Pleasures of the Night(67)
He kissed the tip of her nose. “I’ll figure out something.”
“Okay. I trust you.” Her low, fervent tone touched him as few things ever had. With all that he’d told her yesterday, her belief in him said so much.
They separated reluctantly and rose from the sofa. Once they were standing, Aidan pulled his pendant over his head, tugged her closer, and slipped it around her neck. It settled between her breasts and glowed with an inner fire, an anomaly he’d assumed was attributed to either the journey here or a reaction to this world. It had never crossed his mind that the stone might be reacting to Lyssa.
He pressed his palm over both it and her heart.
“I can’t take this,” she breathed, setting her hand over his. “It’s precious to you.”
He shook his head. “You are precious to me. Promise me you’ll always wear it. I’ve never removed it. I shower with it, bathe with it. There’s no reason for you to take it off. It can’t be damaged, and it won’t tarnish like Earth metals do. I need to know that this will never lose contact with your skin.”

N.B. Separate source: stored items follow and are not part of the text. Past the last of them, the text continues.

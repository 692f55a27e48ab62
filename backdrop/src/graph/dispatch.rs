//! Dispatch: one fan-out task addressed to a node, carrying that task's own input.

/// A single task produced by a fan-out router.
///
/// The compiled graph runs `node` with `arg` as its input state. The task never sees
/// the accumulated graph state; its output is folded into it by the graph's
/// `StateUpdater` once the task finishes.
#[derive(Debug, Clone)]
pub struct Dispatch<S> {
    /// Target node id; must be one of the targets declared in `add_fan_out`.
    pub node: String,
    /// Input state for this task only.
    pub arg: S,
}

impl<S> Dispatch<S> {
    pub fn new(node: impl Into<String>, arg: S) -> Self {
        Self {
            node: node.into(),
            arg,
        }
    }
}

“Aidan?” Her dark eyes were wary and capped with a frown.
“Just promise me. For my peace of mind.”
“Of course.” She lifted the stone to her lips and kissed it, then rose on her tiptoes and kissed him. “I will treasure it always. Thank you.”
“Thank you.” He held her tightly to him, his lips pressed hard to her forehead. Inhaling deeply, he tried to imprint the smell and feel of her into his memory so that he would never forget it.
“We’ll find a way to be together, Aidan.” Her small hands stroked down his back. “I refuse to think that it can’t be done.”
Aidan knew she felt that way. She survived because she refused to give up hope. That was why he couldn’t tell her anything until after he was gone. She would try to stop him from going if she knew he wasn’t coming back.
“Get ready to eat,” he said, stepping back and releasing her, keeping the careless smile on his face by sheer will-power alone.
Their fingers stayed laced together until the last possible moment, then she took the stairs, and he went to the dining room. Aidan arranged the books in such a way that his purpose and motivations were clear. He couldn’t let her think he’d left or was taken. He needed her to know why he was leaving, so that she could live with it. Accept it. Move past it.
She wouldn’t notice anything amiss at first, but later, when she looked closely, she would understand.
He saved the note for last, pulling out a chair and taking a deep breath before writing his good-bye.
He couldn’t do it face to face. It would be far too painful. Folding the paper, he lifted it to his lips and kissed it, then set it above the open pages of the book he’d stolen from Sheron.
The second book, the jeweled one with the references to Stonehenge and star alignment, seemed to have little or no relationship to the one the Elders kept hidden. If there were answers to be found in that, he couldn’t find them. It appeared to present more problems than solutions, like a puzzle that became more complicated the further into it he got.
Without conscious thought, his fingertips drifted over the text he’d translated.
“Beware of the Key that turns the Lock and reveals the Truth.”
The words struck him hard, each one an individual blow. He sat unmoving, his breath whistling in and out between clenched teeth.
The Key wasn’t going to open the Gateway to the Nightmares. The Key was going to reveal something the Elders didn’t want revealed. That was why they were hunting for it. That was why they wanted it destroyed.
But why the Key was a Dreamer and why the traits attributed to it were so important, he didn’t know. And the pendant…
His eyes closed on a shudder. There, in the ancient text, he’d found a drawing of the pendant Sheron had given him so long ago. A relic of the old world. A part of the prophecy the Elders had never shared with anyone. The stone would protect her, the glowing reaction it had to her proximity enhancing her abilities in the Twilight. She’d been able to create the door without it. With it, he imagined she would be able to keep Guardians and Nightmares away from the portal altogether. She would finally be safe in dreams.
When he’d first translated that section of the text, he’d been confused as to why something so dangerous would be given to him, a man who was sent out nightly to interact with Dreamers who might be the Key. Why wouldn’t it be locked away?
Then he’d read further.
The Key. The Lock. The Guardian.
Lyssa was the Key, as evidenced by the reaction of the stone, which was the Lock. He could only assume that he was the Guardian. And the result of the combination of the three?